Yelena arqueó una ceja, imperturbable. —Tanto si tengo invitación como si no, ¿qué te importa? Y tú, ¿cómo has entrado aquí exactamente?
La familia Roberts era nueva en la alta sociedad y Sonya no se había ganado precisamente un lugar entre la élite. Verla allí, precisamente allí, era toda una sorpresa.
Sonya, claramente satisfecha de sí misma, sacó pecho. —Por supuesto que tengo una invitación. Me la entregó personalmente la señora Cynthia Mitchell. A diferencia de algunas personas que se cuelan sin ningún pudor —dijo, disfrutando de la oportunidad de burlarse de Yelena.
Yelena no había previsto los vínculos de la familia Roberts con Cynthia.
Su ruidosa discusión llamó la atención de todos los presentes.

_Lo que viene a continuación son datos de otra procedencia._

//! Client command decoding
//!
//! Clients send one command per line:
//! - `Borrar` clears the staged route
//! - `Inicio` starts the staged route
//! - `ComandoExtra [args]` sends the auxiliary instruction
//! - `<room_bed>,<compartment>` stages one compartment for a location
//! - the disconnect sentinel (`!DISCONNECT` by default) ends the session

use super::error::GatewayError;
use std::fmt;

/// Keyword for [`Command::Clear`]
pub const CLEAR_KEYWORD: &str = "Borrar";
/// Keyword for [`Command::Start`]
pub const START_KEYWORD: &str = "Inicio";
/// Keyword prefix for [`Command::Extra`]
pub const EXTRA_KEYWORD: &str = "ComandoExtra";
/// Default disconnect sentinel
pub const DEFAULT_DISCONNECT_MESSAGE: &str = "!DISCONNECT";

/// A decoded client command
#[derive(Debug, Clone, PartialEq, Eq)]
pub enum Command {
    /// Reset route state
    Clear,
    /// Begin executing the staged route
    Start,
    /// Auxiliary instruction with its (possibly empty) arguments
    Extra(String),
    /// Stage one compartment for a physical location
    Place {
        /// `room * 100 + bed`
        room_bed: u16,
        /// Compartment number
        compartment: u8,
    },
    /// Terminate the session
    Disconnect,
}

impl Command {
    /// Decode one line of client input
    ///
    /// Numeric values are only checked for syntax here; range checks belong
    /// to the opcode table.
    pub fn parse(line: &str, disconnect_message: &str) -> Result<Self, GatewayError> {
        let text = line.trim();

        if text == disconnect_message {
            return Ok(Self::Disconnect);
        }
        if text == CLEAR_KEYWORD {
            return Ok(Self::Clear);
        }
        if text == START_KEYWORD {
            return Ok(Self::Start);
        }
        if let Some(rest) = text.strip_prefix(EXTRA_KEYWORD) {
            return Ok(Self::Extra(rest.trim().to_string()));
        }

        let unrecognized = || GatewayError::UnrecognizedCommand(text.to_string());

        let (room_bed, compartment) = text.split_once(',').ok_or_else(unrecognized)?;
        let room_bed = room_bed.trim().parse::<u16>().map_err(|_| unrecognized())?;
        let compartment = compartment.trim().parse::<u8>().map_err(|_| unrecognized())?;

        Ok(Self::Place {
            room_bed,
            compartment,
        })
    }

    /// Command name for logs
    pub fn name(&self) -> &'static str {
        match self {
            Self::Clear => "clear",
            Self::Start => "start",
            Self::Extra(_) => "extra",
            Self::Place { .. } => "place",
            Self::Disconnect => "disconnect",
        }
    }
}

impl fmt::Display for Command {
    fn fmt(&self, f: &mut fmt::Formatter<'_>) -> fmt::Result {
        match self {
            Self::Clear => write!(f, "{CLEAR_KEYWORD}"),
            Self::Start => write!(f, "{START_KEYWORD}"),
            Self::Extra(args) if args.is_empty() => write!(f, "{EXTRA_KEYWORD}"),
            Self::Extra(args) => write!(f, "{EXTRA_KEYWORD} {args}"),
            Self::Place {
                room_bed,
                compartment,
            } => write!(f, "{room_bed},{compartment}"),
            Self::Disconnect => write!(f, "disconnect"),
        }
    }
}
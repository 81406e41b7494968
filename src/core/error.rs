//! Gateway error taxonomy

use std::net::SocketAddr;
use thiserror::Error;

/// Errors raised by the gateway components
///
/// Everything except [`GatewayError::Bind`] and [`GatewayError::Config`] is
/// handled at the component that detects it; sessions and the telemetry loop
/// keep running.
#[derive(Error, Debug)]
pub enum GatewayError {
    /// Malformed or out-of-range client input
    #[error("Unrecognized command: {0}")]
    UnrecognizedCommand(String),

    /// No controller link, or the link failed mid-run
    #[error("Device unavailable")]
    DeviceUnavailable,

    /// A client stream errored or closed unexpectedly
    #[error("Client I/O error: {0}")]
    ClientIo(#[from] std::io::Error),

    /// Some sessions could not receive a telemetry line and were pruned
    #[error("Broadcast reached {delivered} session(s), pruned {pruned}")]
    BroadcastPartialFailure {
        /// Sessions that received the line
        delivered: usize,
        /// Sessions removed from the registry
        pruned: usize,
    },

    /// The listener socket could not be bound
    #[error("Failed to bind {addr}: {source}")]
    Bind {
        /// Requested address
        addr: SocketAddr,
        /// Underlying error
        #[source]
        source: std::io::Error,
    },

    /// Invalid configuration
    #[error("Configuration error: {0}")]
    Config(String),
}

impl GatewayError {
    /// Short reason sent back to clients in `ERR` acknowledgements
    pub fn client_reason(&self) -> String {
        match self {
            Self::UnrecognizedCommand(input) => format!("unrecognized command: {input}"),
            Self::DeviceUnavailable => "device unavailable".to_string(),
            other => other.to_string(),
        }
    }
}

/// Result alias used across the gateway
pub type GatewayResult<T> = Result<T, GatewayError>;
//! CLI Module
//!
//! Provides command-line interface functionality including:
//! - Exit codes for automation
//! - The operator console used to stop the gateway

pub mod console;
pub mod exit_codes;

pub use console::{run_console, status_report, ConsoleCommand};
pub use exit_codes::{exit_code_description, CliResult, ExitCodes};
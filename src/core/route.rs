//! Route selection state

use serde::{Deserialize, Serialize};
use std::collections::BTreeSet;

/// Number of distinct compartments that completes a route
pub const ROUTE_SIZE: usize = 3;

/// Where route selection state lives
#[derive(Debug, Clone, Copy, PartialEq, Eq, Default, Serialize, Deserialize)]
#[serde(rename_all = "lowercase")]
pub enum RouteScope {
    /// Each client session tracks its own selection
    #[default]
    Session,
    /// One selection shared by every session
    Gateway,
}

/// Result of staging a compartment
#[derive(Debug, Clone, Copy, PartialEq, Eq)]
pub enum PlaceOutcome {
    /// Compartment added, route still incomplete
    Added,
    /// Compartment was already selected
    Duplicate,
    /// This compartment completed the route
    Ready,
}

/// Distinct compartments already assigned for the current route
#[derive(Debug, Clone, Default)]
pub struct RouteSelectionSet {
    compartments: BTreeSet<u8>,
}

impl RouteSelectionSet {
    /// Create an empty selection
    pub fn new() -> Self {
        Self::default()
    }

    /// Record a compartment
    ///
    /// [`PlaceOutcome::Ready`] is returned only by the insertion that brings
    /// the set to [`ROUTE_SIZE`] members.
    pub fn place(&mut self, compartment: u8) -> PlaceOutcome {
        if !self.compartments.insert(compartment) {
            PlaceOutcome::Duplicate
        } else if self.compartments.len() == ROUTE_SIZE {
            PlaceOutcome::Ready
        } else {
            PlaceOutcome::Added
        }
    }

    /// Forget every selection
    pub fn clear(&mut self) {
        self.compartments.clear();
    }

    /// Whether the route is complete and waiting for a start
    pub fn is_ready(&self) -> bool {
        self.compartments.len() >= ROUTE_SIZE
    }

    /// Number of distinct compartments selected
    pub fn len(&self) -> usize {
        self.compartments.len()
    }

    /// Whether nothing is selected
    pub fn is_empty(&self) -> bool {
        self.compartments.is_empty()
    }

    /// Selected compartments in ascending order
    pub fn compartments(&self) -> impl Iterator<Item = u8> + '_ {
        self.compartments.iter().copied()
    }
}

#[cfg(test)]
mod tests {
    use super::*;

    #[test]
    fn test_ready_on_third_distinct() {
        let mut route = RouteSelectionSet::new();
        assert_eq!(route.place(1), PlaceOutcome::Added);
        assert_eq!(route.place(2), PlaceOutcome::Added);
        assert!(!route.is_ready());
        assert_eq!(route.place(3), PlaceOutcome::Ready);
        assert!(route.is_ready());
    }

    #[test]
    fn test_duplicates_do_not_grow_or_retrigger() {
        let mut route = RouteSelectionSet::new();
        route.place(2);
        assert_eq!(route.place(2), PlaceOutcome::Duplicate);
        assert_eq!(route.len(), 1);

        route.place(1);
        assert_eq!(route.place(3), PlaceOutcome::Ready);
        assert_eq!(route.place(3), PlaceOutcome::Duplicate);
        assert_eq!(route.place(1), PlaceOutcome::Duplicate);
        assert_eq!(route.len(), 3);
    }

    #[test]
    fn test_clear_resets() {
        let mut route = RouteSelectionSet::new();
        route.clear();
        assert!(route.is_empty());

        for compartment in [3, 1, 2] {
            route.place(compartment);
        }
        route.clear();
        assert!(route.is_empty());
        assert!(!route.is_ready());
        assert_eq!(route.place(1), PlaceOutcome::Added);
    }

    #[test]
    fn test_compartments_sorted() {
        let mut route = RouteSelectionSet::new();
        route.place(3);
        route.place(1);
        assert_eq!(route.compartments().collect::<Vec<_>>(), vec![1, 3]);
    }
}
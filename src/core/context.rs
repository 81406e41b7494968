//! State shared by every gateway task

use super::registry::ConnectionRegistry;
use super::route::RouteSelectionSet;
use super::translator::OpcodeTable;
use super::transport::SerialCoordinator;
use crate::config::ProtocolConfig;
use parking_lot::Mutex;

/// Gateway counters
#[derive(Debug, Clone, Default)]
pub struct GatewayStats {
    /// Client connections accepted
    pub sessions_accepted: u64,
    /// Commands written to the controller
    pub commands_forwarded: u64,
    /// Commands rejected as unrecognized
    pub commands_rejected: u64,
    /// Commands that failed because the device was unavailable
    pub device_failures: u64,
    /// Telemetry lines relayed to clients
    pub telemetry_lines: u64,
}

/// Components shared by the listener, sessions and telemetry loop
pub struct GatewayContext {
    /// Client protocol settings
    pub protocol: ProtocolConfig,
    /// Opcode table
    pub table: OpcodeTable,
    /// Controller link
    pub coordinator: SerialCoordinator,
    /// Live sessions
    pub registry: ConnectionRegistry,
    /// Route selection used when the scope is the whole gateway
    pub shared_route: Mutex<RouteSelectionSet>,
    /// Counters
    pub stats: Mutex<GatewayStats>,
}

impl GatewayContext {
    /// Assemble the shared state
    pub fn new(protocol: ProtocolConfig, table: OpcodeTable, coordinator: SerialCoordinator) -> Self {
        Self {
            protocol,
            table,
            coordinator,
            registry: ConnectionRegistry::new(),
            shared_route: Mutex::new(RouteSelectionSet::new()),
            stats: Mutex::new(GatewayStats::default()),
        }
    }

    /// Snapshot of the counters
    pub fn stats(&self) -> GatewayStats {
        self.stats.lock().clone()
    }
}
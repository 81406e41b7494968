//! CareBot Gateway
//!
//! Serves operator clients over TCP and relays their route commands to the
//! delivery robot controller on the serial port.

use anyhow::Context;
use carebot_core::cli::{exit_code_description, run_console, CliResult};
use carebot_core::config::{self, GatewayConfig};
use carebot_core::core::logger;
use carebot_core::core::transport::{list_ports, SerialLink, VirtualLink};
use carebot_core::utils::discovery;
use carebot_core::Gateway;
use clap::{Parser, Subcommand};
use std::path::PathBuf;
use std::process::ExitCode;
use tokio::io::BufReader;
use tracing::{error, info};

/// CareBot Gateway
#[derive(Parser, Debug)]
#[command(
    name = "carebot-gateway",
    version,
    about = "TCP gateway for the CareBot delivery robot controller",
    long_about = None
)]
struct Cli {
    /// Config file (defaults to the platform config directory)
    #[arg(short, long, env = "CAREBOT_CONFIG")]
    config: Option<PathBuf>,

    /// Bind address
    #[arg(long)]
    host: Option<String>,

    /// Bind port
    #[arg(short, long)]
    port: Option<u16>,

    /// Controller serial port (skips auto-discovery)
    #[arg(short = 's', long)]
    serial_port: Option<String>,

    /// Controller baud rate
    #[arg(short, long)]
    baud: Option<u32>,

    /// Run against an in-memory controller that echoes every frame
    #[arg(long)]
    simulate: bool,

    /// Log level or filter directive
    #[arg(short, long)]
    log_level: Option<String>,

    #[command(subcommand)]
    command: Option<Commands>,
}

#[derive(Subcommand, Debug)]
enum Commands {
    /// List available serial ports
    ListPorts {
        /// Show detailed info
        #[arg(short, long)]
        detailed: bool,
    },

    /// Print the effective configuration as TOML
    PrintConfig,
}

impl Cli {
    fn apply_overrides(&self, config: &mut GatewayConfig) {
        if let Some(host) = &self.host {
            config.server.host = host.clone();
        }
        if let Some(port) = self.port {
            config.server.port = port;
        }
        if let Some(serial_port) = &self.serial_port {
            config.serial.port = Some(serial_port.clone());
        }
        if let Some(baud) = self.baud {
            config.serial.baud_rate = baud;
        }
        if let Some(level) = &self.log_level {
            config.logging.level = level.clone();
        }
    }
}

fn main() -> ExitCode {
    let cli = Cli::parse();

    let result = match run(cli) {
        Ok(()) => CliResult::success(),
        Err(e) => CliResult::from_error(&e),
    };

    if let CliResult::Error(code, msg) = &result {
        eprintln!("Error: {msg}");
        eprintln!("({})", exit_code_description(*code));
    }
    result.to_exit_code()
}

fn run(cli: Cli) -> anyhow::Result<()> {
    let mut config = GatewayConfig::load(cli.config.as_deref())?;
    cli.apply_overrides(&mut config);
    config.validate()?;

    match &cli.command {
        Some(Commands::ListPorts { detailed }) => return print_ports(*detailed),
        Some(Commands::PrintConfig) => {
            print!("{}", config.to_toml()?);
            return Ok(());
        }
        None => {}
    }

    let _log_guard = logger::init(&config.logging)?;

    let runtime = tokio::runtime::Builder::new_multi_thread()
        .enable_all()
        .build()
        .context("Failed to start runtime")?;
    let result = runtime.block_on(serve(config, cli.simulate));
    // The console may still be parked in a blocking stdin read
    runtime.shutdown_background();
    result
}

async fn serve(config: GatewayConfig, simulate: bool) -> anyhow::Result<()> {
    info!("Starting CareBot Gateway v{}", carebot_core::VERSION);
    if let Some(path) = config::config_file() {
        info!("Default config location: {}", path.display());
    }

    let link: Option<Box<dyn SerialLink>> = if simulate {
        let (link, controller) = VirtualLink::pair();
        controller.set_echo(true);
        info!("Using simulated controller");
        Some(Box::new(link))
    } else {
        discovery::connect_controller(&config.serial)
            .await
            .map(|link| Box::new(link) as Box<dyn SerialLink>)
    };

    let gateway = Gateway::new(&config, link)?;
    let listener = gateway.bind().await?;

    tokio::spawn(run_console(BufReader::new(tokio::io::stdin()), gateway.clone()));

    let signal_gateway = gateway.clone();
    tokio::spawn(async move {
        match tokio::signal::ctrl_c().await {
            Ok(()) => {
                info!("Interrupt received");
                signal_gateway.shutdown();
            }
            Err(e) => error!("Failed to listen for interrupt: {}", e),
        }
    });

    gateway.serve(listener).await?;

    let stats = gateway.stats();
    let link = gateway.link_stats();
    info!(
        "Gateway stopped: {} sessions, {} commands forwarded, {} rejected, {} telemetry lines, {} frames ({} bytes) written",
        stats.sessions_accepted,
        stats.commands_forwarded,
        stats.commands_rejected,
        stats.telemetry_lines,
        link.frames_written,
        link.bytes_written,
    );
    Ok(())
}

fn print_ports(detailed: bool) -> anyhow::Result<()> {
    let ports = list_ports()?;

    if ports.is_empty() {
        println!("No serial ports found.");
        return Ok(());
    }

    for port in &ports {
        if detailed {
            match &port.port_type {
                serialport::SerialPortType::UsbPort(usb) => println!(
                    "{}  USB {:04x}:{:04x} {} {}",
                    port.port_name,
                    usb.vid,
                    usb.pid,
                    usb.manufacturer.as_deref().unwrap_or("-"),
                    usb.product.as_deref().unwrap_or("-"),
                ),
                other => println!("{}  {:?}", port.port_name, other),
            }
        } else {
            println!("{}", port.port_name);
        }
    }
    Ok(())
}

Monica, que hacía solo unos momentos estaba rodeada de admiradores, levantó la vista y vio a Yelena.
Sus ojos se agudizaron al reconocerla.
Qué suerte.
Llevaba tiempo tratando de recabar información sobre Yelena y ahora, allí estaba, justo delante de ella, en una gala de la alta sociedad.
Claramente, Yelena debía de ser una de esas personas de alta cuna. Esto era aún mejor, o al menos eso creía Monica, ya que le ahorraba mucho trabajo.